Dataset items:
//! Administrative command surface: server/listener/service mutation
//! commands and the JSON:API observable-state documents a collaborating
//! HTTP layer serializes and returns. This module only owns the
//! request/response shapes and the state mutations; it does not bind a
//! socket itself.

use crate::backend::router::{BackendRouter, BackendRouterKind};
use crate::backend::{BackendInstance, ServerStatus};
use crate::error::{Error, Result};
use crate::session::SessionRegistry;

use serde::{Deserialize, Serialize};
use serde_json::{json, Value};
use std::sync::Arc;
use tokio::sync::RwLock;
use tracing::info;

/// `set server <srv> maint` / `clear server <srv> maint`.
#[derive(Debug, Clone, Copy, PartialEq, Eq, Deserialize)]
pub enum MaintAction {
    Set,
    Clear,
}

#[derive(Debug, Clone, Deserialize, Serialize)]
pub struct CreateServerParams {
    pub name: String,
    pub address: String,
    pub port: u16,
    #[serde(default)]
    pub persistpoolmax: Option<u32>,
    #[serde(default)]
    pub persistmaxtime_secs: Option<u64>,
    #[serde(default)]
    pub disk_space_threshold: Option<u8>,
}

/// Drives the admin-visible mutations over the shared backend router and
/// session registry. Held as a single process-wide instance behind an
/// `Arc`, shared by the HTTP/CLI front end and the runtime it administers.
pub struct AdminHandle {
    router: BackendRouterKind,
    sessions: Arc<RwLock<SessionRegistry>>,
}

impl AdminHandle {
    pub fn new(router: BackendRouterKind, sessions: Arc<RwLock<SessionRegistry>>) -> Self {
        Self { router, sessions }
    }

    pub async fn create_server(&self, params: CreateServerParams) -> Result<()> {
        let mut backends = self.router.all().await;
        if backends.iter().any(|b| b.id == params.name) {
            return Err(Error::Configuration(format!(
                "server {} already exists",
                params.name
            )));
        }
        let addr = format!("{}:{}", params.address, params.port);
        backends.push_back(BackendInstance::new(
            params.name.clone(),
            addr,
            ServerStatus::RUNNING,
        ));
        self.router.refresh(backends).await;
        info!(server = %params.name, "server created");
        Ok(())
    }

    pub async fn destroy_server(&self, name: &str) -> Result<()> {
        let mut backends = self.router.all().await;
        let before = backends.len();
        backends.retain(|b| b.id != name);
        if backends.len() == before {
            return Err(Error::Configuration(format!("server {name} not found")));
        }
        self.router.refresh(backends).await;
        info!(server = %name, "server destroyed");
        Ok(())
    }

    pub async fn set_maint(&self, name: &str, action: MaintAction) -> Result<()> {
        let mut backends = self.router.all().await;
        let backend = backends
            .iter_mut()
            .find(|b| b.id == name)
            .ok_or_else(|| Error::Configuration(format!("server {name} not found")))?;
        match action {
            MaintAction::Set => backend.status.insert(ServerStatus::MAINT),
            MaintAction::Clear => backend.status.remove(ServerStatus::MAINT),
        }
        self.router.refresh(backends).await;
        Ok(())
    }

    /// JSON:API document for `GET /servers`.
    pub async fn servers_document(&self) -> Value {
        let backends = self.router.all().await;
        let data: Vec<Value> = backends.iter().map(server_resource).collect();
        json!({ "data": data })
    }

    /// JSON:API document for `GET /sessions`.
    pub async fn sessions_document(&self) -> Value {
        let sessions = self.sessions.read().await;
        let data: Vec<Value> = sessions
            .all()
            .map(|s| {
                json!({
                    "id": s.id.to_string(),
                    "type": "sessions",
                    "attributes": {
                        "user": s.user,
                        "in_transaction": s.in_transaction,
                    }
                })
            })
            .collect();
        json!({ "data": data })
    }
}

fn server_resource(backend: &BackendInstance) -> Value {
    json!({
        "id": backend.id,
        "type": "servers",
        "attributes": {
            "state": status_keywords(backend.status),
            "address": backend.addr,
        }
    })
}

fn status_keywords(status: ServerStatus) -> String {
    let mut words = Vec::new();
    if status.contains(ServerStatus::RUNNING) {
        words.push("Running");
    }
    if status.contains(ServerStatus::MASTER) {
        words.push("Master");
    }
    if status.contains(ServerStatus::SLAVE) {
        words.push("Slave");
    }
    if status.contains(ServerStatus::RELAY) {
        words.push("Relay");
    }
    if status.contains(ServerStatus::MAINT) {
        words.push("Maintenance");
    }
    if status.contains(ServerStatus::DISK_LOW) {
        words.push("Disk Space Low");
    }
    if words.is_empty() {
        words.push("Down");
    }
    words.join(", ")
}

/// Payload shape for the opaque monitor command relay
/// (`call command mariadbmon switchover|failover|rejoin|reset-replication`).
/// The core only forwards this; it does not interpret the command name.
#[derive(Debug, Clone, Serialize, Deserialize)]
pub struct MonitorCommand {
    pub monitor: String,
    pub command: String,
    #[serde(default)]
    pub args: Vec<String>,
}

#[cfg(test)]
mod tests {
    use super::*;
    use std::collections::VecDeque;

    fn handle() -> AdminHandle {
        let router = crate::backend::router::new_static_router(VecDeque::new());
        AdminHandle::new(router, Arc::new(RwLock::new(SessionRegistry::new())))
    }

    #[tokio::test]
    async fn create_then_destroy_server_round_trips() {
        let admin = handle();
        admin
            .create_server(CreateServerParams {
                name: "srv1".into(),
                address: "10.0.0.1".into(),
                port: 3306,
                persistpoolmax: None,
                persistmaxtime_secs: None,
                disk_space_threshold: None,
            })
            .await
            .unwrap();
        let doc = admin.servers_document().await;
        assert_eq!(doc["data"].as_array().unwrap().len(), 1);
        admin.destroy_server("srv1").await.unwrap();
        let doc = admin.servers_document().await;
        assert_eq!(doc["data"].as_array().unwrap().len(), 0);
    }

    #[tokio::test]
    async fn creating_a_duplicate_server_is_rejected() {
        let admin = handle();
        let params = CreateServerParams {
            name: "srv1".into(),
            address: "10.0.0.1".into(),
            port: 3306,
            persistpoolmax: None,
            persistmaxtime_secs: None,
            disk_space_threshold: None,
        };
        admin.create_server(params.clone()).await.unwrap();
        assert!(admin.create_server(params).await.is_err());
    }

    #[tokio::test]
    async fn set_and_clear_maint_round_trips() {
        let admin = handle();
        admin
            .create_server(CreateServerParams {
                name: "srv1".into(),
                address: "10.0.0.1".into(),
                port: 3306,
                persistpoolmax: None,
                persistmaxtime_secs: None,
                disk_space_threshold: None,
            })
            .await
            .unwrap();
        admin.set_maint("srv1", MaintAction::Set).await.unwrap();
        let doc = admin.servers_document().await;
        assert!(doc["data"][0]["attributes"]["state"]
            .as_str()
            .unwrap()
            .contains("Maintenance"));
        admin.set_maint("srv1", MaintAction::Clear).await.unwrap();
        let doc = admin.servers_document().await;
        assert!(!doc["data"][0]["attributes"]["state"]
            .as_str()
            .unwrap()
            .contains("Maintenance"));
    }
}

→ TASK TO COMPLETE:
Write out every record, exactly as written.

→ THE COMPLETED TASK:
//! Administrative command surface: server/listener/service mutation
//! commands and the JSON:API observable-state documents a collaborating
//! HTTP layer serializes and returns. This module only owns the
//! request/response shapes and the state mutations; it does not bind a
//! socket itself.

use crate::backend::router::{BackendRouter, BackendRouterKind};
use crate::backend::{BackendInstance, ServerStatus};
use crate::error::{Error, Result};
use crate::session::SessionRegistry;

use serde::{Deserialize, Serialize};
use serde_json::{json, Value};
use std::sync::Arc;
use tokio::sync::RwLock;
use tracing::info;

/// `set server <srv> maint` / `clear server <srv> maint`.
#[derive(Debug, Clone, Copy, PartialEq, Eq, Deserialize)]
pub enum MaintAction {
    Set,
    Clear,
}

#[derive(Debug, Clone, Deserialize, Serialize)]
pub struct CreateServerParams {
    pub name: String,
    pub address: String,
    pub port: u16,
    #[serde(default)]
    pub persistpoolmax: Option<u32>,
    #[serde(default)]
    pub persistmaxtime_secs: Option<u64>,
    #[serde(default)]
    pub disk_space_threshold: Option<u8>,
}

/// Drives the admin-visible mutations over the shared backend router and
/// session registry. Held as a single process-wide instance behind an
/// `Arc`, shared by the HTTP/CLI front end and the runtime it administers.
pub struct AdminHandle {
    router: BackendRouterKind,
    sessions: Arc<RwLock<SessionRegistry>>,
}

impl AdminHandle {
    pub fn new(router: BackendRouterKind, sessions: Arc<RwLock<SessionRegistry>>) -> Self {
        Self { router, sessions }
    }

    pub async fn create_server(&self, params: CreateServerParams) -> Result<()> {
        let mut backends = self.router.all().await;
        if backends.iter().any(|b| b.id == params.name) {
            return Err(Error::Configuration(format!(
                "server {} already exists",
                params.name
            )));
        }
        let addr = format!("{}:{}", params.address, params.port);
        backends.push_back(BackendInstance::new(
            params.name.clone(),
            addr,
            ServerStatus::RUNNING,
        ));
        self.router.refresh(backends).await;
        info!(server = %params.name, "server created");
        Ok(())
    }

    pub async fn destroy_server(&self, name: &str) -> Result<()> {
        let mut backends = self.router.all().await;
        let before = backends.len();
        backends.retain(|b| b.id != name);
        if backends.len() == before {
            return Err(Error::Configuration(format!("server {name} not found")));
        }
        self.router.refresh(backends).await;
        info!(server = %name, "server destroyed");
        Ok(())
    }

    pub async fn set_maint(&self, name: &str, action: MaintAction) -> Result<()> {
        let mut backends = self.router.all().await;
        let backend = backends
            .iter_mut()
            .find(|b| b.id == name)
            .ok_or_else(|| Error::Configuration(format!("server {name} not found")))?;
        match action {
            MaintAction::Set => backend.status.insert(ServerStatus::MAINT),
            MaintAction::Clear => backend.status.remove(ServerStatus::MAINT),
        }
        self.router.refresh(backends).await;
        Ok(())
    }

    /// JSON:API document for `GET /servers`.
    pub async fn servers_document(&self) -> Value {
        let backends = self.router.all().await;
        let data: Vec<Value> = backends.iter().map(server_resource).collect();
        json!({ "data": data })
    }

    /// JSON:API document for `GET /sessions`.
    pub async fn sessions_document(&self) -> Value {
        let sessions = self.sessions.read().await;
        let data: Vec<Value> = sessions
            .all()
            .map(|s| {
                json!({
                    "id": s.id.to_string(),
                    "type": "sessions",
                    "attributes": {
                        "user": s.user,
                        "in_transaction": s.in_transaction,
                    }
                })
            })
            .collect();
        json!({ "data": data })
    }
}

fn server_resource(backend: &BackendInstance) -> Value {
    json!({
        "id": backend.id,
        "type": "servers",
        "attributes": {
            "state": status_keywords(backend.status),
            "address": backend.addr,
        }
    })
}

fn status_keywords(status: ServerStatus) -> String {
    let mut words = Vec::new();
    if status.contains(ServerStatus::RUNNING) {
        words.push("Running");
    }
    if status.contains(ServerStatus::MASTER) {
        words.push("Master");
    }
    if status.contains(ServerStatus::SLAVE) {
        words.push("Slave");
    }
    if status.contains(ServerStatus::RELAY) {
        words.push("Relay");
    }
    if status.contains(ServerStatus::MAINT) {
        words.push("Maintenance");
    }
    if status.contains(ServerStatus::DISK_LOW) {
        words.push("Disk Space Low");
    }
    if words.is_empty() {
        words.push("Down");
    }
    words.join(", ")
}

/// Payload shape for the opaque monitor command relay
/// (`call command mariadbmon switchover|failover|rejoin|reset-replication`).
/// The core only forwards this; it does not interpret the command name.
#[derive(Debug, Clone, Serialize, Deserialize)]
pub struct MonitorCommand {
    pub monitor: String,
    pub command: String,
    #[serde(default)]
    pub args: Vec<String>,
}

#[cfg(test)]
mod tests {
    use super::*;
    use std::collections::VecDeque;

    fn handle() -> AdminHandle {
        let router = crate::backend::router::new_static_router(VecDeque::new());
        AdminHandle::new(router, Arc::new(RwLock::new(SessionRegistry::new())))
    }

    #[tokio::test]
    async fn create_then_destroy_server_round_trips() {
        let admin = handle();
        admin
            .create_server(CreateServerParams {
                name: "srv1".into(),
                address: "10.0.0.1".into(),
                port: 3306,
                persistpoolmax: None,
                persistmaxtime_secs: None,
                disk_space_threshold: None,
            })
            .await
            .unwrap();
        let doc = admin.servers_document().await;
        assert_eq!(doc["data"].as_array().unwrap().len(), 1);
        admin.destroy_server("srv1").await.unwrap();
        let doc = admin.servers_document().await;
        assert_eq!(doc["data"].as_array().unwrap().len(), 0);
    }

    #[tokio::test]
    async fn creating_a_duplicate_server_is_rejected() {
        let admin = handle();
        let params = CreateServerParams {
            name: "srv1".into(),
            address: "10.0.0.1".into(),
            port: 3306,
            persistpoolmax: None,
            persistmaxtime_secs: None,
            disk_space_threshold: None,
        };
        admin.create_server(params.clone()).await.unwrap();
        assert!(admin.create_server(params).await.is_err());
    }

    #[tokio::test]
    async fn set_and_clear_maint_round_trips() {
        let admin = handle();
        admin
            .create_server(CreateServerParams {
                name: "srv1".into(),
                address: "10.0.0.1".into(),
                port: 3306,
                persistpoolmax: None,
                persistmaxtime_secs: None,
                disk_space_threshold: None,
            })
            .await
            .unwrap();
        admin.set_maint("srv1", MaintAction::Set).await.unwrap();
        let doc = admin.servers_document().await;
        assert!(doc["data"][0]["attributes"]["state"]
            .as_str()
            .unwrap()
            .contains("Maintenance"));
        admin.set_maint("srv1", MaintAction::Clear).await.unwrap();
        let doc = admin.servers_document().await;
        assert!(!doc["data"][0]["attributes"]["state"]
            .as_str()
            .unwrap()
            .contains("Maintenance"));
    }
}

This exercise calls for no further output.